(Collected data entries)
────
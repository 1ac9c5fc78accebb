use tome_core::context::GenerationOptions;
use tome_llm::RetryPolicy;

use crate::assets::AssetPollConfig;
use crate::markers::HardBlockMarkers;
use crate::pacing::PacingPolicy;

/// Fiction-writing persona used when a job does not supply its own.
pub const DEFAULT_SYSTEM_INSTRUCTION: &str = "\
小說寫作原則：
在確保品質的前提下盡量寫長、寫細，避免重複與空洞的內容。
以人物對話推動情節，描寫聲音、動作與心理變化，語言直白易懂，前後對話要連貫。
角色發生衝突或情緒起伏時，要交代內心的拉扯與反應過程。
場景描寫要有足夠細節，讓讀者身歷其境；情節須合乎邏輯。
輸出連續的文章，可以分段，但不要條列，也不要自行分章節。";

/// Everything a run needs besides its collaborators.
#[derive(Clone, Debug)]
pub struct EngineConfig {
    pub system_instruction: String,
    pub options: GenerationOptions,
    pub retry: RetryPolicy,
    pub pacing: PacingPolicy,
    pub asset_poll: AssetPollConfig,
    pub markers: HardBlockMarkers,
    /// Consume responses incrementally and emit a `data` event per fragment.
    pub streaming: bool,
}

impl Default for EngineConfig {
    fn default() -> Self {
        Self {
            system_instruction: DEFAULT_SYSTEM_INSTRUCTION.to_string(),
            options: GenerationOptions {
                temperature: Some(1.0),
                max_output_tokens: None,
            },
            retry: RetryPolicy::default(),
            pacing: PacingPolicy::default(),
            asset_poll: AssetPollConfig::default(),
            markers: HardBlockMarkers::default(),
            streaming: true,
        }
    }
}

#[cfg(test)]
mod tests {
    use super::*;
    use std::time::Duration;

    #[test]
    fn defaults() {
        let config = EngineConfig::default();
        assert_eq!(config.retry.max_attempts, 5);
        assert_eq!(config.asset_poll.interval, Duration::from_secs(5));
        assert_eq!(config.asset_poll.max_wait, Duration::from_secs(600));
        assert!(config.streaming);
        assert!(!config.system_instruction.is_empty());
    }
}
/// SQL DDL for the tome database.
/// WAL mode + foreign keys enabled at connection time.
pub const SCHEMA_VERSION: u32 = 1;

pub const CREATE_TABLES: &str = r#"
CREATE TABLE IF NOT EXISTS jobs (
    id INTEGER PRIMARY KEY AUTOINCREMENT,
    title TEXT NOT NULL,
    dir TEXT NOT NULL,
    items TEXT NOT NULL,
    created_at TEXT NOT NULL,
    updated_at TEXT NOT NULL
);

CREATE TABLE IF NOT EXISTS runs (
    token TEXT PRIMARY KEY,
    job_id INTEGER,
    job_dir TEXT NOT NULL,
    outcome TEXT NOT NULL,
    elapsed_secs REAL NOT NULL,
    successful_turns INTEGER NOT NULL,
    transcript_path TEXT,
    history_path TEXT,
    finished_at TEXT NOT NULL
);

CREATE INDEX IF NOT EXISTS idx_runs_job ON runs(job_id, finished_at);

CREATE TABLE IF NOT EXISTS schema_version (
    version INTEGER NOT NULL
);
"#;

pub const PRAGMAS: &str = r#"
PRAGMA journal_mode = WAL;
PRAGMA foreign_keys = ON;
PRAGMA busy_timeout = 5000;
PRAGMA synchronous = NORMAL;
"#;
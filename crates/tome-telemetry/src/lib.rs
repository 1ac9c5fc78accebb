mod logging;

pub use logging::{LogQuery, LogRecord, SqliteLogLayer, SqliteLogSink};

use std::path::PathBuf;
use std::sync::Arc;

use tracing::Level;
use tracing_subscriber::layer::SubscriberExt;
use tracing_subscriber::util::SubscriberInitExt;
use tracing_subscriber::{EnvFilter, Layer};

/// Configuration for the telemetry subsystem.
#[derive(Clone, Debug)]
pub struct TelemetryConfig {
    /// Default log level. Overridden by RUST_LOG env var.
    pub log_level: Level,
    /// Per-module level overrides (e.g. "tome_llm" => DEBUG).
    pub module_levels: Vec<(String, Level)>,
    /// Whether to persist warn+ logs to SQLite.
    pub log_to_sqlite: bool,
    pub log_db_path: PathBuf,
}

impl Default for TelemetryConfig {
    fn default() -> Self {
        Self {
            log_level: Level::INFO,
            module_levels: Vec::new(),
            log_to_sqlite: true,
            log_db_path: home_fallback().join("logs.db"),
        }
    }
}

impl TelemetryConfig {
    /// Filter directive string, e.g. `info,tome_llm=debug`.
    pub fn filter_directives(&self) -> String {
        let mut filter = self.log_level.to_string().to_lowercase();
        for (module, level) in &self.module_levels {
            filter.push_str(&format!(",{}={}", module, level.to_string().to_lowercase()));
        }
        filter
    }
}

/// Keeps the persisted log sink reachable for queries.
pub struct TelemetryGuard {
    log_sink: Option<Arc<SqliteLogSink>>,
}

impl TelemetryGuard {
    /// Access the log sink for querying persisted logs.
    pub fn logs(&self) -> Option<&SqliteLogSink> {
        self.log_sink.as_deref()
    }

    /// Shared handle for serving persisted logs over HTTP.
    pub fn shared_logs(&self) -> Option<Arc<SqliteLogSink>> {
        self.log_sink.clone()
    }
}

/// Initialize the telemetry subsystem. Call once at startup.
pub fn init_telemetry(config: TelemetryConfig) -> TelemetryGuard {
    let env_filter = EnvFilter::try_from_default_env()
        .unwrap_or_else(|_| EnvFilter::new(config.filter_directives()));

    // JSON to stderr so `tome run` can keep stdout for events.
    let fmt_layer = tracing_subscriber::fmt::layer()
        .json()
        .with_writer(std::io::stderr)
        .with_target(true)
        .with_span_list(true)
        .with_filter(env_filter);

    let (sqlite_layer, log_sink) = if config.log_to_sqlite {
        match SqliteLogSink::new(&config.log_db_path) {
            Ok(sink) => {
                let sink = Arc::new(sink);
                (Some(SqliteLogLayer::new(sink.clone())), Some(sink))
            }
            Err(e) => {
                eprintln!("tome-telemetry: failed to open log DB: {e}");
                (None, None)
            }
        }
    } else {
        (None, None)
    };

    tracing_subscriber::registry()
        .with(fmt_layer)
        .with(sqlite_layer)
        .init();

    TelemetryGuard { log_sink }
}

fn home_fallback() -> PathBuf {
    std::env::var("HOME")
        .map(PathBuf::from)
        .unwrap_or_else(|_| PathBuf::from("/tmp"))
        .join(".tome")
}

#[cfg(test)]
mod tests {
    use super::*;

    #[test]
    fn directives_include_module_overrides() {
        let config = TelemetryConfig {
            log_level: Level::WARN,
            module_levels: vec![("tome_engine".into(), Level::DEBUG)],
            ..TelemetryConfig::default()
        };
        assert_eq!(config.filter_directives(), "warn,tome_engine=debug");
    }

    #[test]
    fn default_log_db_lives_under_tome_dir() {
        let config = TelemetryConfig::default();
        assert!(config.log_db_path.ends_with(".tome/logs.db"));
        assert!(config.log_to_sqlite);
    }
}
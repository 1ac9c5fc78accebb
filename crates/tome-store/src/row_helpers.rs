use crate::error::StoreError;

/// Get a required column value from a row, returning CorruptRow on failure.
pub fn get<T: rusqlite::types::FromSql>(
    row: &rusqlite::Row<'_>,
    idx: usize,
    table: &'static str,
    column: &'static str,
) -> Result<T, StoreError> {
    row.get(idx).map_err(|e| StoreError::CorruptRow {
        table,
        column,
        detail: e.to_string(),
    })
}

/// Parse a JSON text column into `T`.
pub fn parse_json<T: serde::de::DeserializeOwned>(
    raw: &str,
    table: &'static str,
    column: &'static str,
) -> Result<T, StoreError> {
    serde_json::from_str(raw).map_err(|e| StoreError::CorruptRow {
        table,
        column,
        detail: format!("invalid JSON: {e}"),
    })
}

/// Parse a string into an enum, returning CorruptRow on failure.
pub fn parse_enum<T: std::str::FromStr>(
    raw: &str,
    table: &'static str,
    column: &'static str,
) -> Result<T, StoreError> {
    raw.parse().map_err(|_| StoreError::CorruptRow {
        table,
        column,
        detail: format!("unknown variant: {raw}"),
    })
}

#[cfg(test)]
mod tests {
    use super::*;
    use tome_core::run::RunOutcome;

    #[test]
    fn parse_enum_reports_column() {
        let err = parse_enum::<RunOutcome>("exploded", "runs", "outcome").unwrap_err();
        match err {
            StoreError::CorruptRow { table, column, detail } => {
                assert_eq!(table, "runs");
                assert_eq!(column, "outcome");
                assert!(detail.contains("exploded"));
            }
            other => panic!("unexpected: {other}"),
        }
    }

    #[test]
    fn parse_json_rejects_garbage() {
        assert!(parse_json::<Vec<String>>("[\"a\"]", "jobs", "items").is_ok());
        assert!(parse_json::<Vec<String>>("{", "jobs", "items").is_err());
    }
}
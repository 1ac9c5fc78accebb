mod config;

use std::io::Write;
use std::sync::Arc;

use anyhow::{bail, Context, Result};
use clap::{Parser, Subcommand};
use tokio::sync::broadcast;
use tokio_util::sync::CancellationToken;

use tome_core::events::RunEvent;
use tome_core::ids::{CorrelationToken, JobId};
use tome_core::run::RunOutcome;
use tome_engine::runner::JobRunner;
use tome_llm::{GeminiConfig, GeminiFiles, GeminiProvider};
use tome_server::{EngineOrchestrator, HandlerState, RunOrchestrator, ServerConfig};
use tome_store::{import_job_dir, ArtifactStore, Database, JobRepo, RunRepo};
use tome_telemetry::{LogQuery, SqliteLogSink, TelemetryConfig};

use crate::config::AppConfig;

#[derive(Parser)]
#[command(name = "tome", version, about = "Drive scripted multi-turn writing jobs against Gemini")]
struct Cli {
    #[command(subcommand)]
    command: Command,
}

#[derive(Subcommand)]
enum Command {
    /// Serve the HTTP API.
    Serve {
        #[arg(long)]
        port: Option<u16>,
    },
    /// Run a stored job, printing its events as JSON lines.
    Run {
        job_id: i64,
        /// Wait for complete responses instead of streaming them.
        #[arg(long)]
        no_stream: bool,
    },
    /// Import a job directory under the jobs root.
    Import { dir: String },
    /// List stored jobs.
    Jobs,
    /// Show persisted warnings and errors of one run.
    Logs {
        token: String,
        #[arg(long)]
        level: Option<String>,
        #[arg(long, default_value_t = 100)]
        limit: u32,
    },
}

#[tokio::main]
async fn main() -> Result<()> {
    let cli = Cli::parse();
    let mut config = AppConfig::from_env()?;

    std::fs::create_dir_all(&config.data_dir)
        .with_context(|| format!("create {}", config.data_dir.display()))?;
    let telemetry = tome_telemetry::init_telemetry(TelemetryConfig {
        log_db_path: config.log_db_path(),
        ..TelemetryConfig::default()
    });

    let db = Database::open(&config.db_path()).context("open database")?;
    tracing::debug!(path = %config.db_path().display(), "database opened");

    match cli.command {
        Command::Serve { port } => {
            if let Some(port) = port {
                config.port = port;
            }
            serve(&config, db, telemetry.shared_logs()).await
        }
        Command::Run { job_id, no_stream } => {
            if no_stream {
                config.streaming = false;
            }
            run(&config, db, JobId(job_id)).await
        }
        Command::Import { dir } => {
            let mut job = import_job_dir(&config.jobs_root, &dir)?;
            job.id = Some(JobRepo::new(db).save(&job)?);
            println!("{}", serde_json::to_string_pretty(&job)?);
            Ok(())
        }
        Command::Jobs => {
            let jobs = JobRepo::new(db).list()?;
            println!("{}", serde_json::to_string_pretty(&jobs)?);
            Ok(())
        }
        Command::Logs { token, level, limit } => {
            let logs = telemetry
                .logs()
                .context("log persistence is disabled")?;
            let records = logs.query(&LogQuery {
                level,
                token: Some(token),
                limit: Some(limit),
                ..LogQuery::default()
            })?;
            println!("{}", serde_json::to_string_pretty(&records)?);
            Ok(())
        }
    }
}

fn build_runner(config: &AppConfig, event_tx: broadcast::Sender<RunEvent>) -> Result<JobRunner> {
    let gemini = GeminiConfig::new(config.require_api_key()?).with_model(&config.model);
    let provider = Arc::new(GeminiProvider::new(gemini.clone())?);
    let files = Arc::new(GeminiFiles::new(gemini)?);
    let artifacts = Arc::new(ArtifactStore::new(&config.jobs_root));

    Ok(JobRunner::new(provider, files, config.engine_config(), event_tx)
        .with_sink(artifacts)
        .with_jobs_root(&config.jobs_root))
}

async fn serve(config: &AppConfig, db: Database, logs: Option<Arc<SqliteLogSink>>) -> Result<()> {
    let (event_tx, _) = broadcast::channel::<RunEvent>(1024);
    let runner = Arc::new(build_runner(config, event_tx.clone())?);
    let orchestrator = Arc::new(EngineOrchestrator::new(runner, db.clone()));

    let mut state = HandlerState::new(db, ArtifactStore::new(&config.jobs_root))
        .with_orchestrator(Arc::clone(&orchestrator) as Arc<dyn RunOrchestrator>);
    if let Some(logs) = logs {
        state = state.with_logs(logs);
    }
    let server_config = ServerConfig {
        port: config.port,
        ..Default::default()
    };
    let handle = tome_server::start(server_config, state, &event_tx)
        .await
        .context("start server")?;

    tracing::info!(
        port = handle.port,
        model = %config.model,
        jobs_root = %config.jobs_root.display(),
        "tome server ready"
    );

    tokio::signal::ctrl_c().await.context("listen for ctrl-c")?;
    let cancelled = orchestrator.cancel_all();
    tracing::info!(cancelled, "shutting down");
    Ok(())
}

async fn run(config: &AppConfig, db: Database, job_id: JobId) -> Result<()> {
    let (event_tx, events) = broadcast::channel::<RunEvent>(1024);
    let runner = build_runner(config, event_tx)?;

    let cancel = CancellationToken::new();
    let ctrl_c = {
        let cancel = cancel.clone();
        tokio::spawn(async move {
            if tokio::signal::ctrl_c().await.is_ok() {
                tracing::info!("interrupt received, cancelling run");
                cancel.cancel();
            }
        })
    };
    let printer = tokio::spawn(print_events(events));

    let token = CorrelationToken::new();
    let report = runner
        .run_job(&JobRepo::new(db.clone()), job_id, token.clone(), &cancel)
        .await?;
    ctrl_c.abort();
    printer.await.context("event printer")?;

    RunRepo::new(db).record(&report.result, &report.persisted)?;
    if report.result.outcome == RunOutcome::Errored {
        bail!("run {token} ended with errors");
    }
    Ok(())
}

/// One JSON object per line on stdout, until `done`.
async fn print_events(mut events: broadcast::Receiver<RunEvent>) {
    loop {
        match events.recv().await {
            Ok(event) => {
                let done = event.is_done();
                if let Ok(line) = serde_json::to_string(&event) {
                    let mut out = std::io::stdout().lock();
                    if writeln!(out, "{line}").and_then(|_| out.flush()).is_err() {
                        break;
                    }
                }
                if done {
                    break;
                }
            }
            Err(broadcast::error::RecvError::Lagged(n)) => {
                tracing::warn!(skipped = n, "event printer lagged, dropped events");
            }
            Err(broadcast::error::RecvError::Closed) => break,
        }
    }
}
use std::time::Duration;

use serde::Deserialize;
use serde_json::Value;

use tome_core::errors::ProviderError;

#[derive(Deserialize)]
struct ApiErrorBody {
    error: ApiErrorDetail,
}

#[derive(Deserialize)]
struct ApiErrorDetail {
    #[serde(default)]
    message: Option<String>,
    #[serde(default)]
    status: Option<String>,
    #[serde(default)]
    details: Vec<Value>,
}

/// Map a non-success Gemini response onto the provider error taxonomy.
///
/// Body shape: `{"error":{"code":429,"message":"..","status":"RESOURCE_EXHAUSTED",
/// "details":[{"@type":"type.googleapis.com/google.rpc.RetryInfo","retryDelay":"37s"}]}}`.
pub fn parse_api_error(status: u16, body: &str) -> ProviderError {
    let Ok(parsed) = serde_json::from_str::<ApiErrorBody>(body) else {
        return ProviderError::from_status(status, body.to_string());
    };
    let detail = parsed.error;
    let message = detail.message.unwrap_or_else(|| body.to_string());

    match detail.status.as_deref() {
        Some("RESOURCE_EXHAUSTED") if daily_quota(&detail.details) => {
            ProviderError::QuotaExhausted(message)
        }
        Some("RESOURCE_EXHAUSTED") => ProviderError::RateLimited {
            retry_after: retry_delay(&detail.details),
        },
        Some("UNAVAILABLE") => ProviderError::ServiceUnavailable,
        Some("DEADLINE_EXCEEDED") => ProviderError::DeadlineExceeded,
        Some("INTERNAL") => ProviderError::ServerError {
            status,
            body: message,
        },
        Some("UNAUTHENTICATED" | "PERMISSION_DENIED") => ProviderError::Authentication(message),
        Some("NOT_FOUND") => ProviderError::NotFound(message),
        Some("INVALID_ARGUMENT" | "FAILED_PRECONDITION") => ProviderError::InvalidRequest(message),
        _ => match ProviderError::from_status(status, message) {
            ProviderError::RateLimited { .. } => ProviderError::RateLimited {
                retry_after: retry_delay(&detail.details),
            },
            other => other,
        },
    }
}

/// A per-day quota violation will not clear within any retry window.
fn daily_quota(details: &[Value]) -> bool {
    details
        .iter()
        .filter_map(|d| d.get("violations").and_then(Value::as_array))
        .flatten()
        .filter_map(|v| v.get("quotaId").and_then(Value::as_str))
        .any(|id| id.contains("PerDay"))
}

/// `RetryInfo.retryDelay` from the error details, e.g. `"37s"` or `"1.5s"`.
fn retry_delay(details: &[Value]) -> Option<Duration> {
    details
        .iter()
        .filter_map(|d| d.get("retryDelay").and_then(Value::as_str))
        .find_map(parse_duration)
}

fn parse_duration(s: &str) -> Option<Duration> {
    let secs: f64 = s.strip_suffix('s')?.parse().ok()?;
    (secs.is_finite() && secs >= 0.0).then(|| Duration::from_secs_f64(secs))
}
────
PROBLEM TO SOLVE: All that should be written out is the stretch of lines above between the one holding "serve(&config, db, telemetry.shared_logs()).await" and the one holding "if let Some(logs)", inclusive, exactly as given.

RESPONSE BOX:
            serve(&config, db, telemetry.shared_logs()).await
        }
        Command::Run { job_id, no_stream } => {
            if no_stream {
                config.streaming = false;
            }
            run(&config, db, JobId(job_id)).await
        }
        Command::Import { dir } => {
            let mut job = import_job_dir(&config.jobs_root, &dir)?;
            job.id = Some(JobRepo::new(db).save(&job)?);
            println!("{}", serde_json::to_string_pretty(&job)?);
            Ok(())
        }
        Command::Jobs => {
            let jobs = JobRepo::new(db).list()?;
            println!("{}", serde_json::to_string_pretty(&jobs)?);
            Ok(())
        }
        Command::Logs { token, level, limit } => {
            let logs = telemetry
                .logs()
                .context("log persistence is disabled")?;
            let records = logs.query(&LogQuery {
                level,
                token: Some(token),
                limit: Some(limit),
                ..LogQuery::default()
            })?;
            println!("{}", serde_json::to_string_pretty(&records)?);
            Ok(())
        }
    }
}

fn build_runner(config: &AppConfig, event_tx: broadcast::Sender<RunEvent>) -> Result<JobRunner> {
    let gemini = GeminiConfig::new(config.require_api_key()?).with_model(&config.model);
    let provider = Arc::new(GeminiProvider::new(gemini.clone())?);
    let files = Arc::new(GeminiFiles::new(gemini)?);
    let artifacts = Arc::new(ArtifactStore::new(&config.jobs_root));

    Ok(JobRunner::new(provider, files, config.engine_config(), event_tx)
        .with_sink(artifacts)
        .with_jobs_root(&config.jobs_root))
}

async fn serve(config: &AppConfig, db: Database, logs: Option<Arc<SqliteLogSink>>) -> Result<()> {
    let (event_tx, _) = broadcast::channel::<RunEvent>(1024);
    let runner = Arc::new(build_runner(config, event_tx.clone())?);
    let orchestrator = Arc::new(EngineOrchestrator::new(runner, db.clone()));

    let mut state = HandlerState::new(db, ArtifactStore::new(&config.jobs_root))
        .with_orchestrator(Arc::clone(&orchestrator) as Arc<dyn RunOrchestrator>);
    if let Some(logs) = logs {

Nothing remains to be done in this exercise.